• _Work required_:
Scan the records for the word "EnvFilter". Return each line where it is found.
Start of Block
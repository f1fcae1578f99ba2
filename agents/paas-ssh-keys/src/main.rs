//! PaaS SSH Key Agent
//!
//! Manages the SSH public keys registered with a broker account.
//!
//! # Usage
//! ```bash
//! # List keys
//! paas-ssh-keys --username dev@lornu.ai list
//!
//! # Register a public key
//! paas-ssh-keys add laptop --key-file ~/.ssh/id_rsa.pub
//!
//! # Generate a key pair and register its public half
//! paas-ssh-keys keygen --type rsa --private ./id_rsa --public ./id_rsa.pub --upload laptop
//!
//! # Delete a key
//! paas-ssh-keys delete laptop
//! ```

use anyhow::{Context, Result};
use clap::{Parser, Subcommand, ValueEnum};
use paas_ssh_keys::{
    Credentials, KeyGenerator, KeyPair, KeyRecord, NativeKeygen, PublicKey, SessionConfig, SshKey,
    SshKeyType, SshKeygen, UserSession,
};
use std::path::PathBuf;
use std::time::Duration;
use tracing::{info, warn, Level};
use tracing_subscriber::EnvFilter;

// ============================================================
// CLI Definition
// ============================================================

#[derive(Parser)]
#[command(name = "paas-ssh-keys")]
#[command(about = "Manage the SSH keys of a PaaS broker account", long_about = None)]
#[command(version)]
struct Cli {
    /// Broker REST endpoint
    #[arg(long, env = "PAAS_BROKER_URL", default_value = paas_ssh_keys::session::DEFAULT_BROKER_URL)]
    broker_url: String,

    /// Account login (HTTP basic auth)
    #[arg(long, env = "PAAS_USERNAME", requires = "password", conflicts_with = "token")]
    username: Option<String>,

    /// Account password
    #[arg(long, env = "PAAS_PASSWORD", hide_env_values = true)]
    password: Option<String>,

    /// API token (bearer auth)
    #[arg(long, env = "PAAS_TOKEN", hide_env_values = true)]
    token: Option<String>,

    /// Request timeout in seconds
    #[arg(long, default_value = "30")]
    timeout_secs: u64,

    /// Skip TLS certificate verification
    #[arg(long)]
    insecure: bool,

    /// Output format
    #[arg(long, value_enum, default_value = "text")]
    output: OutputFormat,

    /// Enable verbose logging
    #[arg(short, long)]
    verbose: bool,

    #[command(subcommand)]
    command: Commands,
}

#[derive(Subcommand)]
enum Commands {
    /// List all keys
    List,

    /// Show one key
    Show {
        /// Key name
        name: String,
    },

    /// Register a new key (fails if the name is taken)
    Add {
        /// Key name
        name: String,

        /// OpenSSH public key file
        #[arg(long)]
        key_file: PathBuf,
    },

    /// Create or replace a key with PUT
    Put {
        /// Key name
        name: String,

        /// OpenSSH public key file
        #[arg(long)]
        key_file: PathBuf,
    },

    /// Replace the public key of an existing key
    Update {
        /// Key name
        name: String,

        /// OpenSSH public key file
        #[arg(long)]
        key_file: PathBuf,
    },

    /// Delete a key
    Delete {
        /// Key name
        name: String,
    },

    /// Generate a key pair on disk
    Keygen {
        /// Key type
        #[arg(long = "type", value_enum, default_value = "rsa")]
        key_type: KeyTypeArg,

        /// Private key output path
        #[arg(long)]
        private: PathBuf,

        /// Public key output path
        #[arg(long)]
        public: PathBuf,

        /// Passphrase for the private key (empty for none)
        #[arg(long, default_value = "")]
        passphrase: String,

        /// Use the system ssh-keygen instead of the built-in generator
        #[arg(long)]
        external: bool,

        /// Register the new public key under this name
        #[arg(long)]
        upload: Option<String>,
    },
}

#[derive(Debug, Clone, Copy, ValueEnum)]
enum KeyTypeArg {
    Rsa,
    Dsa,
}

impl From<KeyTypeArg> for SshKeyType {
    fn from(arg: KeyTypeArg) -> Self {
        match arg {
            KeyTypeArg::Rsa => SshKeyType::Rsa,
            KeyTypeArg::Dsa => SshKeyType::Dsa,
        }
    }
}

#[derive(Debug, Clone, Copy, ValueEnum)]
enum OutputFormat {
    /// Human-readable text output
    Text,
    /// JSON output
    Json,
}

impl Cli {
    fn session(&self) -> Result<UserSession> {
        let credentials = match (&self.username, &self.password, &self.token) {
            (_, _, Some(token)) => Credentials::token(token),
            (Some(username), Some(password), None) => Credentials::basic(username, password),
            _ => {
                warn!("No credentials given, requests will be unauthenticated");
                Credentials::None
            }
        };

        let config = SessionConfig::new(&self.broker_url, credentials)
            .timeout(Duration::from_secs(self.timeout_secs))
            .accept_invalid_certs(self.insecure);

        UserSession::new(config).context("Failed to create broker session")
    }
}

// ============================================================
// Main Entry Point
// ============================================================

#[tokio::main]
async fn main() -> Result<()> {
    let cli = Cli::parse();

    // Initialize logging; RUST_LOG takes precedence over --verbose
    let level = if cli.verbose { Level::DEBUG } else { Level::INFO };
    let filter = EnvFilter::try_from_default_env()
        .unwrap_or_else(|_| EnvFilter::new(level.as_str().to_lowercase()));
    tracing_subscriber::fmt()
        .with_env_filter(filter)
        .with_target(false)
        .with_writer(std::io::stderr)
        .init();

    match &cli.command {
        Commands::List => {
            let session = cli.session()?;
            let keys = session.get_ssh_keys().await.context("Failed to list SSH keys")?;
            print_keys(cli.output, &keys)?;
            info!("Listed {} keys", keys.len());
        }

        Commands::Show { name } => {
            let session = cli.session()?;
            let key = session
                .get_ssh_key_by_name(name)
                .await?
                .with_context(|| format!("No SSH key named {name}"))?;
            print_keys(cli.output, &[key])?;
        }

        Commands::Add { name, key_file } => {
            let public_key = PublicKey::from_file(key_file)?;
            let key = cli.session()?.add_ssh_key(name, public_key).await?;
            print_keys(cli.output, &[key])?;
        }

        Commands::Put { name, key_file } => {
            let public_key = PublicKey::from_file(key_file)?;
            let key = cli.session()?.put_ssh_key(name, &public_key).await?;
            print_keys(cli.output, &[key])?;
        }

        Commands::Update { name, key_file } => {
            let public_key = PublicKey::from_file(key_file)?;
            let session = cli.session()?;
            let key = session
                .get_ssh_key_by_name(name)
                .await?
                .with_context(|| format!("No SSH key named {name}"))?;
            key.update(public_key).await?;
            print_keys(cli.output, &[key])?;
        }

        Commands::Delete { name } => {
            warn!("Deleting SSH key: {}", name);
            cli.session()?.delete_key(name).await?;
            println!("Deleted key: {name}");
        }

        Commands::Keygen {
            key_type,
            private,
            public,
            passphrase,
            external,
            upload,
        } => {
            let generator: Box<dyn KeyGenerator> = if *external {
                Box::new(SshKeygen::new())
            } else {
                Box::new(NativeKeygen::new())
            };
            let pair = KeyPair::create(
                generator.as_ref(),
                (*key_type).into(),
                passphrase,
                private,
                public,
            )?;
            info!(
                key_type = %pair.key_type(),
                public_key = %pair.public_key_path().display(),
                "Key pair generated"
            );

            match upload {
                Some(name) => {
                    let key = cli.session()?.add_ssh_key(name, pair).await?;
                    print_keys(cli.output, &[key])?;
                }
                None => println!("{}", pair.public_key()),
            }
        }
    }

    Ok(())
}

fn print_keys(format: OutputFormat, keys: &[SshKey]) -> Result<()> {
    match format {
        OutputFormat::Text => {
            println!("{:<24} {:<8} {:<40}", "NAME", "TYPE", "PUBLIC KEY");
            println!("{}", "-".repeat(74));
            for key in keys {
                println!(
                    "{:<24} {:<8} {:<40}",
                    key.name(),
                    key.key_type(),
                    truncate(&key.public_key(), 40)
                );
            }
        }
        OutputFormat::Json => {
            let records: Vec<KeyRecord> = keys
                .iter()
                .map(|key| KeyRecord {
                    name: key.name().to_string(),
                    key_type: key.key_type(),
                    content: key.public_key(),
                })
                .collect();
            println!(
                "{}",
                serde_json::to_string_pretty(&records).context("Failed to serialize keys")?
            );
        }
    }
    Ok(())
}

fn truncate(s: &str, max: usize) -> String {
    if s.len() > max {
        format!("{}...", &s[..max - 3])
    } else {
        s.to_string()
    }
}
End of Block
• _Solution for this exercise_:
use tracing_subscriber::EnvFilter;
    let filter = EnvFilter::try_from_default_env()
        .unwrap_or_else(|_| EnvFilter::new(level.as_str().to_lowercase()));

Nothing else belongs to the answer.